Monday, October 29, 2012

Gaming With Chuck

It's a bit of a challenge for me to find a blog that is on the same topic as The Day the Board Games Died.  I usually walk a line between writing about online social networks and board games, but there aren't many others out there drawing similar comparisons.  But hey, we can't all enjoy trying to catch a greased watermelon in a swimming pool, amirite?  So anyways, I'm going to take a look at the blog Gaming With Chuck for the purposes of this Voice Post.  Why? Because when I went on a search for social network related blogs, I found a lot of malarkey strewn with a few angst ridden teenagers wanting me to look at their tumblr and be friends with them on Beebo.  Is that last sentence true? No.

The guy next door is watching Frosty the Snowman. I love October.  So, Chuck, not Charles or Charlie, or even "Chaz".  Though it does make me long for a friend named Chaz.  "Chaz"...I'm going to file that away under potential baby names if I'm old enough, famous enough, and rich enough to not give a shit.  Baby Chaz.  Future hall of fame shortstop for the Florida Marlins.  That way I can watch him by driving my golf cart from my retirement community in Miami where I plan to finally hone my skills at Backgammon.  Maybe Chuck can help me.

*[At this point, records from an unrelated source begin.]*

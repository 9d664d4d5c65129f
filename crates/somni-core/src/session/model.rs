//! Session state model.
//!
//! `SessionState` is the complete state a turn needs: the transcript, the
//! fields resolved so far, and the clarifying-question counter. It is
//! created on the first turn, mutated every turn, and discarded by the
//! caller after a terminal response.

use super::message::{ChatMessage, MessageRole};
use crate::fields::ExtractedFields;
use serde::{Deserialize, Serialize};
use uuid::Uuid;

/// Client-held per-session state, passed back on every turn.
#[derive(Debug, Clone, PartialEq, Serialize, Deserialize)]
#[serde(rename_all = "camelCase")]
pub struct SessionState {
    /// Unique session identifier (UUID format)
    pub session_id: String,
    /// Timestamp when the session was created (ISO 8601 format)
    pub created_at: String,
    /// Timestamp when the session was last updated (ISO 8601 format)
    pub updated_at: String,
    /// Full conversation transcript, append-only
    pub messages: Vec<ChatMessage>,
    /// Fields resolved so far across all turns
    #[serde(default)]
    pub extracted_fields: ExtractedFields,
    /// Clarifying questions asked so far; the termination guarantee
    #[serde(default)]
    pub questions_asked: u32,
}

impl SessionState {
    /// Creates a fresh session around an initial transcript.
    pub fn new(messages: Vec<ChatMessage>) -> Self {
        let now = chrono::Utc::now().to_rfc3339();
        Self {
            session_id: Uuid::new_v4().to_string(),
            created_at: now.clone(),
            updated_at: now,
            messages,
            extracted_fields: ExtractedFields::default(),
            questions_asked: 0,
        }
    }

    /// Rebuilds session state from the pieces a turn request carries.
    pub fn resume(
        session_id: String,
        messages: Vec<ChatMessage>,
        extracted_fields: ExtractedFields,
        questions_asked: u32,
    ) -> Self {
        let now = chrono::Utc::now().to_rfc3339();
        Self {
            session_id,
            created_at: now.clone(),
            updated_at: now,
            messages,
            extracted_fields,
            questions_asked,
        }
    }

    /// The concatenation of all user-authored turns, oldest first.
    pub fn user_text(&self) -> String {
        self.messages
            .iter()
            .filter(|m| m.role == MessageRole::User)
            .map(|m| m.content.as_str())
            .collect::<Vec<_>>()
            .join("\n")
    }

    /// The first user-authored message, if any. The topic guard is
    /// re-applied to this message on every turn.
    pub fn first_user_message(&self) -> Option<&str> {
        self.messages
            .iter()
            .find(|m| m.role == MessageRole::User)
            .map(|m| m.content.as_str())
    }

    /// The most recent user-authored message, if any. Chip answers are
    /// only ever parsed out of this one.
    pub fn latest_user_message(&self) -> Option<&str> {
        self.messages
            .iter()
            .rev()
            .find(|m| m.role == MessageRole::User)
            .map(|m| m.content.as_str())
    }
}
//! Generation adapter and the validate/repair pipeline.
//!
//! Two capability instances are held: a fast one and a higher-quality one.
//! Standard mode tries the high-quality instance first and falls back to
//! the fast one so the user still gets a timely answer; social mode goes
//! straight to the fast instance and never falls back. Repair is a single
//! bounded attempt and only runs when the primary did not already fall
//! back.

use somni_core::capability::{CapabilityError, CompletionAgent};
use somni_core::error::{Result, SomniError};
use somni_core::fields::ExtractedFields;
use somni_core::prompt::{build_prompt, build_repair_prompt};
use somni_core::schedule::{validate, ValidationIssue};
use somni_core::turn::OutputMode;
use std::sync::Arc;
use std::time::Duration;
use tracing::{debug, info, warn};

/// Deadline for the high-quality instance in standard mode.
pub const STANDARD_TIMEOUT: Duration = Duration::from_secs(30);
/// Deadline for the fast instance (social mode and standard-mode fallback).
pub const FAST_TIMEOUT: Duration = Duration::from_secs(15);
/// Shorter deadline for the single repair attempt.
pub const REPAIR_TIMEOUT: Duration = Duration::from_secs(12);

/// Races a capability call against a deadline. The call itself is not
/// cancelled midway beyond being dropped; the timeout is the only
/// early-exit mechanism.
pub async fn complete_with_timeout(
    agent: &dyn CompletionAgent,
    prompt: &str,
    timeout: Duration,
) -> std::result::Result<String, CapabilityError> {
    match tokio::time::timeout(timeout, agent.complete(prompt)).await {
        Ok(result) => result,
        Err(_) => Err(CapabilityError::Timeout {
            timeout_ms: timeout.as_millis() as u64,
        }),
    }
}

/// Result of one adapter call.
#[derive(Debug, Clone)]
pub struct GenerationOutcome {
    pub text: String,
    /// True when the fast instance answered because the primary failed.
    pub used_fallback: bool,
}

/// Primary/fallback pair of capability instances.
pub struct GenerationAdapter {
    fast: Arc<dyn CompletionAgent>,
    quality: Arc<dyn CompletionAgent>,
}

impl GenerationAdapter {
    pub fn new(fast: Arc<dyn CompletionAgent>, quality: Arc<dyn CompletionAgent>) -> Self {
        Self { fast, quality }
    }

    /// Runs the mode-appropriate primary, falling back to the fast
    /// instance only in standard mode.
    pub async fn generate(
        &self,
        prompt: &str,
        mode: OutputMode,
    ) -> std::result::Result<GenerationOutcome, CapabilityError> {
        match mode {
            OutputMode::Social => {
                let text = complete_with_timeout(self.fast.as_ref(), prompt, FAST_TIMEOUT).await?;
                Ok(GenerationOutcome {
                    text,
                    used_fallback: false,
                })
            }
            OutputMode::Standard => {
                match complete_with_timeout(self.quality.as_ref(), prompt, STANDARD_TIMEOUT).await
                {
                    Ok(text) => Ok(GenerationOutcome {
                        text,
                        used_fallback: false,
                    }),
                    Err(err) => {
                        warn!(
                            agent = self.quality.name(),
                            error = %err,
                            "Primary generation failed, trying fast instance"
                        );
                        let text =
                            complete_with_timeout(self.fast.as_ref(), prompt, FAST_TIMEOUT)
                                .await?;
                        Ok(GenerationOutcome {
                            text,
                            used_fallback: true,
                        })
                    }
                }
            }
        }
    }

    /// The single repair attempt, always on the fast instance.
    pub async fn repair(&self, prompt: &str) -> std::result::Result<String, CapabilityError> {
        complete_with_timeout(self.fast.as_ref(), prompt, REPAIR_TIMEOUT).await
    }
}

/// The final document handed back to the caller.
#[derive(Debug, Clone)]
pub struct GeneratedSchedule {
    pub markdown: String,
    pub intro_message: String,
    /// Issues still present after the repair attempt. Surfacing an
    /// imperfect document beats blocking the response.
    pub unresolved_issues: Vec<ValidationIssue>,
}

/// Generate → validate → repair, as one operation.
pub struct ScheduleService {
    adapter: GenerationAdapter,
}

impl ScheduleService {
    pub fn new(adapter: GenerationAdapter) -> Self {
        Self { adapter }
    }

    pub async fn generate_validated(
        &self,
        fields: &ExtractedFields,
        knowledge: &str,
        original_text: &str,
        mode: OutputMode,
    ) -> Result<GeneratedSchedule> {
        let prompt = build_prompt(fields, knowledge, original_text, mode)?;
        let outcome = self
            .adapter
            .generate(&prompt, mode)
            .await
            .map_err(to_somni_error)?;

        let mut markdown = outcome.text;
        let mut issues = validate(&markdown);

        if !issues.is_empty() && !outcome.used_fallback {
            info!(
                issue_count = issues.len(),
                "Draft failed validation, attempting one repair"
            );
            let repair_prompt = build_repair_prompt(&markdown, &issues)?;
            match self.adapter.repair(&repair_prompt).await {
                Ok(repaired) => {
                    let repaired_issues = validate(&repaired);
                    if repaired_issues.is_empty() {
                        debug!("Repair produced a clean document");
                        markdown = repaired;
                        issues = Vec::new();
                    } else {
                        warn!(
                            issue_count = repaired_issues.len(),
                            "Repair did not converge, keeping the original draft"
                        );
                    }
                }
                Err(err) => {
                    warn!(error = %err, "Repair call failed, keeping the original draft");
                }
            }
        } else if !issues.is_empty() {
            debug!("Skipping repair: the draft already came from the fallback instance");
        }

        let intro_message = intro_of(&markdown);
        Ok(GeneratedSchedule {
            markdown,
            intro_message,
            unresolved_issues: issues,
        })
    }
}

fn to_somni_error(err: CapabilityError) -> SomniError {
    if err.is_timeout() {
        SomniError::generation_timeout(err.to_string())
    } else {
        SomniError::generation(err.to_string())
    }
}

/// The text before the first heading, used as the conversational intro.
fn intro_of(markdown: &str) -> String {
    let intro: String = markdown
        .lines()
        .take_while(|line| !line.trim_start().starts_with('#'))
        .collect::<Vec<_>>()
        .join("\n")
        .trim()
        .to_string();
    if intro.is_empty() {
        "Here's the schedule I put together for you.".to_string()
    } else {
        intro
    }
}

#[cfg(test)]
mod tests {
    use super::*;
    use async_trait::async_trait;
    use std::sync::atomic::{AtomicUsize, Ordering};
    use std::sync::Mutex;

    const VALID_DOC: &str = "\
Here's a plan for your little one.

## Suggested Schedule

- Wake: 7:00 AM
- Morning Nap: 9:00 AM
- Lunch: 12:00 PM
- Afternoon Nap: 2:30 PM
- Lights Out: 7:30 PM
";

    const INVALID_DOC: &str = "\
## Suggested Schedule

- Wake: 7:00 AM
- Wake: 9:00 AM
";

    /// Replays a fixed queue of responses and records its prompts.
    struct ScriptedAgent {
        name: &'static str,
        responses: Mutex<Vec<std::result::Result<String, CapabilityError>>>,
        calls: AtomicUsize,
    }

    impl ScriptedAgent {
        fn new(
            name: &'static str,
            responses: Vec<std::result::Result<String, CapabilityError>>,
        ) -> Self {
            Self {
                name,
                responses: Mutex::new(responses),
                calls: AtomicUsize::new(0),
            }
        }

        fn call_count(&self) -> usize {
            self.calls.load(Ordering::SeqCst)
        }
    }

    #[async_trait]
    impl CompletionAgent for ScriptedAgent {
        fn name(&self) -> &str {
            self.name
        }

        async fn complete(&self, _prompt: &str) -> std::result::Result<String, CapabilityError> {
            self.calls.fetch_add(1, Ordering::SeqCst);
            let mut responses = self.responses.lock().unwrap();
            if responses.is_empty() {
                Ok(VALID_DOC.to_string())
            } else {
                responses.remove(0)
            }
        }
    }

    /// Never answers; exercises the timeout path.
    struct StalledAgent;

    #[async_trait]
    impl CompletionAgent for StalledAgent {
        fn name(&self) -> &str {
            "stalled"
        }

        async fn complete(&self, _prompt: &str) -> std::result::Result<String, CapabilityError> {
            std::future::pending::<()>().await;
            unreachable!()
        }
    }

    fn fields() -> ExtractedFields {
        ExtractedFields {
            age_months: Some(8),
            wake_time: Some(somni_core::time::ClockTime::hm(7, 0)),
            ..Default::default()
        }
    }

    #[tokio::test]
    async fn standard_mode_falls_back_to_fast_on_primary_failure() {
        let fast = Arc::new(ScriptedAgent::new("fast", vec![Ok(VALID_DOC.to_string())]));
        let quality = Arc::new(ScriptedAgent::new(
            "quality",
            vec![Err(CapabilityError::ExecutionFailed("boom".into()))],
        ));
        let adapter = GenerationAdapter::new(fast.clone(), quality.clone());

        let outcome = adapter.generate("p", OutputMode::Standard).await.unwrap();
        assert!(outcome.used_fallback);
        assert_eq!(quality.call_count(), 1);
        assert_eq!(fast.call_count(), 1);
    }

    #[tokio::test]
    async fn social_mode_never_touches_the_quality_instance() {
        let fast = Arc::new(ScriptedAgent::new("fast", vec![Ok(VALID_DOC.to_string())]));
        let quality = Arc::new(ScriptedAgent::new("quality", vec![]));
        let adapter = GenerationAdapter::new(fast.clone(), quality.clone());

        let outcome = adapter.generate("p", OutputMode::Social).await.unwrap();
        assert!(!outcome.used_fallback);
        assert_eq!(quality.call_count(), 0);
        assert_eq!(fast.call_count(), 1);
    }

    #[tokio::test(start_paused = true)]
    async fn stalled_agent_surfaces_a_timeout() {
        let adapter = GenerationAdapter::new(Arc::new(StalledAgent), Arc::new(StalledAgent));
        let err = adapter.generate("p", OutputMode::Social).await.unwrap_err();
        assert!(err.is_timeout());
    }

    #[tokio::test]
    async fn repair_replaces_draft_only_when_clean() {
        // Primary produces an invalid draft; repair (fast) produces a valid one.
        let fast = Arc::new(ScriptedAgent::new("fast", vec![Ok(VALID_DOC.to_string())]));
        let quality = Arc::new(ScriptedAgent::new(
            "quality",
            vec![Ok(INVALID_DOC.to_string())],
        ));
        let service = ScheduleService::new(GenerationAdapter::new(fast.clone(), quality));

        let generated = service
            .generate_validated(&fields(), "k", "t", OutputMode::Standard)
            .await
            .unwrap();
        assert!(generated.unresolved_issues.is_empty());
        assert!(generated.markdown.contains("Lights Out"));
        assert_eq!(fast.call_count(), 1);
    }

    #[tokio::test]
    async fn failed_repair_keeps_the_original_draft() {
        let fast = Arc::new(ScriptedAgent::new(
            "fast",
            vec![Ok(INVALID_DOC.to_string())],
        ));
        let quality = Arc::new(ScriptedAgent::new(
            "quality",
            vec![Ok(INVALID_DOC.to_string())],
        ));
        let service = ScheduleService::new(GenerationAdapter::new(fast, quality));

        let generated = service
            .generate_validated(&fields(), "k", "t", OutputMode::Standard)
            .await
            .unwrap();
        // Best-effort: the imperfect draft is surfaced, not swallowed.
        assert!(!generated.unresolved_issues.is_empty());
        assert_eq!(generated.markdown, INVALID_DOC);
    }

    #[tokio::test]
    async fn no_repair_after_fallback_generation() {
        // Quality fails, fast produces an invalid draft. Repair must not run,
        // so the fast agent is called exactly once.
        let fast = Arc::new(ScriptedAgent::new(
            "fast",
            vec![Ok(INVALID_DOC.to_string())],
        ));
        let quality = Arc::new(ScriptedAgent::new(
            "quality",
            vec![Err(CapabilityError::ExecutionFailed("boom".into()))],
        ));
        let service = ScheduleService::new(GenerationAdapter::new(fast.clone(), quality));

        let generated = service
            .generate_validated(&fields(), "k", "t", OutputMode::Standard)
            .await
            .unwrap();
        assert!(!generated.unresolved_issues.is_empty());
        assert_eq!(fast.call_count(), 1);
    }

    #[test]
    fn intro_is_text_before_first_heading() {
        assert_eq!(intro_of(VALID_DOC), "Here's a plan for your little one.");
        assert_eq!(
            intro_of("## Suggested Schedule\n- Wake: 7:00 AM"),
            "Here's the schedule I put together for you."
        );
    }
}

So, Gaming With Chuck, how did we meet? Google. And you had an inviting blog title.  So, in that sense, the voice analysis starts here: Nice title Chuck. You didn't say, "Games with Charles", or "Charles Gaming Emporium", or "Wednesdays with Charlie", all potential titles for Mitch Albom tribute novels.  (They have to start somewhere) You used your own nickname, and you invited me to read as if you yourself were inviting me to play a game with you.  So, I clicked the link and started reading.

Wowzers! You really like board games!  That's awesome! Even more so, you look to understand board games in an academic and explorative fashion.  Simply playing a board game does not suffice, you delve deep into enhancing the board game experience.  In calm prose, you provide an informative and self-reflexive look at board games.  One of your posts takes a look at Edgar Allan Poe in Music and Gaming.  Woah!  That title is smart. I definitely think you look at board games on an all new level.  The post goes on to take an investigatory look at what exactly the title suggests.

I like to think of you Chuck as a documentary filmmaker.  There are a couple different types: there are the Michael Moores that center themselves as a character in their films, and then there are Warren Millers who loosely dangle themselves in the film as commentators, and then there are ethnographic filmmakers who desperately try to remain entirely omniscient, remaining an outside observer to reality.  
You, Chuck, flirt between the two latter.  You choose to write almost entirely in third-person, which makes you more of an informant.  You provide insight: "Poe was an incredible influence on H. P. Lovecraft, who has had a huge impact on gaming", but you ground them in further support, "Robert Bloch (yes, the Robert Bloch that wrote the story used for the Alfred Hitchcock movie Psycho, amongst other horror tales) wrote a very interesting comparison of the two men."  I trust you Chuck; you're not inundating the story with your opinion.

That said, I can tell you still have an opinion.  You pose rhetorical questions as a method of communicating your own chain of thought: "All by Edgar Allan Poe, but how has Poe affected and influenced gaming?"  Other posts aren't necessarily as academic, some even delve into first-person, but you still carry a necessary honesty.  There is no heavy inflection or opinion, but more a presentation of facts.  You are the Edward R. Murrow of board games.  I think it would be worthwhile to find us a high-strung Joe McCarthy condemning 12-sided dice as the devil in our living rooms.  In your featurette "Wargame Wednesdays" you provide a thorough breakdown of the actual gameplay experience before providing any type of editorial of your own.  Thank you for your patience.

So, Chuck, here's to you shaker of the dice, weaver of the roads, and tallier of the scores.  Your passion for games is obvious.  You treat them almost like people.  Withholding judgement and given them time to breath.  You put wooden pencil to paper, tallying scores, and then you put hardened fingers to keyboards, reporting the news. The games may be foreign, but you take the time to make them feel at home.